=== INFORMATION ===
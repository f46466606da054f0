use std::io::{self, Stdout};

use crossterm::{
    event::{DisableBracketedPaste, EnableBracketedPaste},
    execute,
    terminal::{self, EnterAlternateScreen, LeaveAlternateScreen},
};
use ratatui::{backend::CrosstermBackend, Terminal};

use crate::error::Result;

/// Terminal wrapper that manages raw mode, alternate screen and bracketed paste.
pub struct Tui {
    terminal: Terminal<CrosstermBackend<Stdout>>,
}

impl Tui {
    /// Initialize the terminal: enter alternate screen, enable raw mode and
    /// bracketed paste so pasted text arrives as one event.
    pub fn new() -> Result<Self> {
        let mut stdout = io::stdout();
        terminal::enable_raw_mode()?;
        execute!(stdout, EnterAlternateScreen, EnableBracketedPaste)?;
        let backend = CrosstermBackend::new(stdout);
        let terminal = Terminal::new(backend)?;
        Ok(Self { terminal })
    }

    /// Restore the terminal to its original state.
    pub fn restore(&mut self) -> Result<()> {
        execute!(self.terminal.backend_mut(), DisableBracketedPaste)?;
        terminal::disable_raw_mode()?;
        execute!(self.terminal.backend_mut(), LeaveAlternateScreen)?;
        self.terminal.show_cursor()?;
        Ok(())
    }

    /// Get a mutable reference to the underlying terminal for drawing.
    pub fn terminal_mut(&mut self) -> &mut Terminal<CrosstermBackend<Stdout>> {
        &mut self.terminal
    }
}

/// Install a panic hook that restores the terminal before printing panic info.
pub fn install_panic_hook() {
    let original_hook = std::panic::take_hook();
    std::panic::set_hook(Box::new(move |panic_info| {
        let _ = terminal::disable_raw_mode();
        let _ = execute!(io::stdout(), DisableBracketedPaste, LeaveAlternateScreen);
        original_hook(panic_info);
    }));
}
//! Theme data model: built-in palettes and resolution from config.
//!
//! Two built-in palettes (dark and light) plus custom color overrides from
//! the config file.

use ratatui::style::Color;

use crate::config::{ThemeColorsConfig, ThemeConfig};

// ── Runtime theme colors ─────────────────────────────────────────────────────

/// All runtime colors used in the UI.
///
/// Constructed from a config-level `ThemeConfig` via `resolve_theme()`.
#[derive(Debug, Clone)]
pub struct ThemeColors {
    // Terminal panel
    pub terminal_bg: Color,
    pub terminal_fg: Color,
    pub cursor_fg: Color,
    pub cursor_bg: Color,

    // Status bar
    pub status_bg: Color,
    pub status_fg: Color,

    // Borders & chrome
    pub border_fg: Color,
    pub border_focused_fg: Color,

    // Semantic colors (not configurable, consistent across themes)
    pub error_fg: Color,
    pub warning_fg: Color,
    pub success_fg: Color,
    pub info_fg: Color,
    pub accent_fg: Color,
    pub dim_fg: Color,
}

// ── Built-in palettes ────────────────────────────────────────────────────────

/// Dark theme using Catppuccin Mocha palette.
pub fn dark_theme() -> ThemeColors {
    ThemeColors {
        terminal_bg: Color::Reset,
        terminal_fg: Color::Rgb(205, 214, 244), // #cdd6f4 (text)
        cursor_fg: Color::Rgb(30, 30, 46),      // #1e1e2e (base)
        cursor_bg: Color::Rgb(245, 224, 220),   // #f5e0dc (rosewater)

        status_bg: Color::Rgb(30, 30, 46), // #1e1e2e (base)
        status_fg: Color::Rgb(205, 214, 244),

        border_fg: Color::Rgb(88, 91, 112), // #585b70 (surface2)
        border_focused_fg: Color::Rgb(137, 180, 250), // #89b4fa (blue)

        error_fg: Color::Rgb(243, 139, 168),   // #f38ba8 (red)
        warning_fg: Color::Rgb(249, 226, 175), // #f9e2af (yellow)
        success_fg: Color::Rgb(166, 227, 161), // #a6e3a1 (green)
        info_fg: Color::Rgb(137, 180, 250),    // #89b4fa (blue)
        accent_fg: Color::Rgb(203, 166, 247),  // #cba6f7 (mauve)
        dim_fg: Color::Rgb(108, 112, 134),     // #6c7086
    }
}

/// Light theme — Catppuccin Latte.
pub fn light_theme() -> ThemeColors {
    ThemeColors {
        terminal_bg: Color::Reset,
        terminal_fg: Color::Rgb(76, 79, 105), // #4c4f69 (text)
        cursor_fg: Color::Rgb(239, 241, 245), // #eff1f5 (base)
        cursor_bg: Color::Rgb(220, 138, 120), // #dc8a78 (rosewater)

        status_bg: Color::Rgb(239, 241, 245), // #eff1f5 (base)
        status_fg: Color::Rgb(76, 79, 105),

        border_fg: Color::Rgb(172, 176, 190), // #acb0be (surface2)
        border_focused_fg: Color::Rgb(30, 102, 245), // #1e66f5 (blue)

        error_fg: Color::Rgb(210, 15, 57),    // #d20f39 (red)
        warning_fg: Color::Rgb(223, 142, 29), // #df8e1d (yellow)
        success_fg: Color::Rgb(64, 160, 43),  // #40a02b (green)
        info_fg: Color::Rgb(30, 102, 245),
        accent_fg: Color::Rgb(136, 57, 239), // #8839ef (mauve)
        dim_fg: Color::Rgb(156, 160, 176),
    }
}

// ── Color parsing ────────────────────────────────────────────────────────────

/// Parse a hex color string like `"#aabbcc"` into a `ratatui::style::Color`.
/// Returns `None` for malformed input.
pub fn parse_hex_color(hex: &str) -> Option<Color> {
    let hex = hex.strip_prefix('#').unwrap_or(hex);
    if hex.len() != 6 || !hex.is_ascii() {
        return None;
    }
    let r = u8::from_str_radix(&hex[0..2], 16).ok()?;
    let g = u8::from_str_radix(&hex[2..4], 16).ok()?;
    let b = u8::from_str_radix(&hex[4..6], 16).ok()?;
    Some(Color::Rgb(r, g, b))
}

/// Overwrite `slot` when `hex` is present and parses.
fn override_color(slot: &mut Color, hex: &Option<String>) {
    if let Some(color) = hex.as_deref().and_then(parse_hex_color) {
        *slot = color;
    }
}

// ── Theme resolution ─────────────────────────────────────────────────────────

/// Resolve the final `ThemeColors` from config.
///
/// - `"dark"` (default): dark Catppuccin palette
/// - `"light"`: light Catppuccin palette
/// - `"custom"`: start from dark palette, then override with custom hex values
pub fn resolve_theme(config: &ThemeConfig) -> ThemeColors {
    match config.scheme.as_deref().unwrap_or("dark") {
        "light" => light_theme(),
        "custom" => {
            let mut theme = dark_theme();
            if let Some(custom) = &config.custom {
                apply_custom_colors(&mut theme, custom);
            }
            theme
        }
        _ => dark_theme(),
    }
}

fn apply_custom_colors(theme: &mut ThemeColors, custom: &ThemeColorsConfig) {
    override_color(&mut theme.terminal_bg, &custom.terminal_bg);
    override_color(&mut theme.terminal_fg, &custom.terminal_fg);
    override_color(&mut theme.cursor_bg, &custom.cursor_bg);
    override_color(&mut theme.status_bg, &custom.status_bg);
    override_color(&mut theme.status_fg, &custom.status_fg);
    override_color(&mut theme.border_fg, &custom.border_fg);
}

// ── Tests ────────────────────────────────────────────────────────────────────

=== EXERCISE DETAILS ===
Using the records above, set down exactly the lines from the one with "let b = u8::from_str_radix(&hex[4..6], 16).ok()?;" through the one with "override_color(&mut theme.status_fg, &custom.status_fg);", inclusive, and nothing more.

=== TASK RESPONSE ===
    let b = u8::from_str_radix(&hex[4..6], 16).ok()?;
    Some(Color::Rgb(r, g, b))
}

/// Overwrite `slot` when `hex` is present and parses.
fn override_color(slot: &mut Color, hex: &Option<String>) {
    if let Some(color) = hex.as_deref().and_then(parse_hex_color) {
        *slot = color;
    }
}

// ── Theme resolution ─────────────────────────────────────────────────────────

/// Resolve the final `ThemeColors` from config.
///
/// - `"dark"` (default): dark Catppuccin palette
/// - `"light"`: light Catppuccin palette
/// - `"custom"`: start from dark palette, then override with custom hex values
pub fn resolve_theme(config: &ThemeConfig) -> ThemeColors {
    match config.scheme.as_deref().unwrap_or("dark") {
        "light" => light_theme(),
        "custom" => {
            let mut theme = dark_theme();
            if let Some(custom) = &config.custom {
                apply_custom_colors(&mut theme, custom);
            }
            theme
        }
        _ => dark_theme(),
    }
}

fn apply_custom_colors(theme: &mut ThemeColors, custom: &ThemeColorsConfig) {
    override_color(&mut theme.terminal_bg, &custom.terminal_bg);
    override_color(&mut theme.terminal_fg, &custom.terminal_fg);
    override_color(&mut theme.cursor_bg, &custom.cursor_bg);
    override_color(&mut theme.status_bg, &custom.status_bg);
    override_color(&mut theme.status_fg, &custom.status_fg);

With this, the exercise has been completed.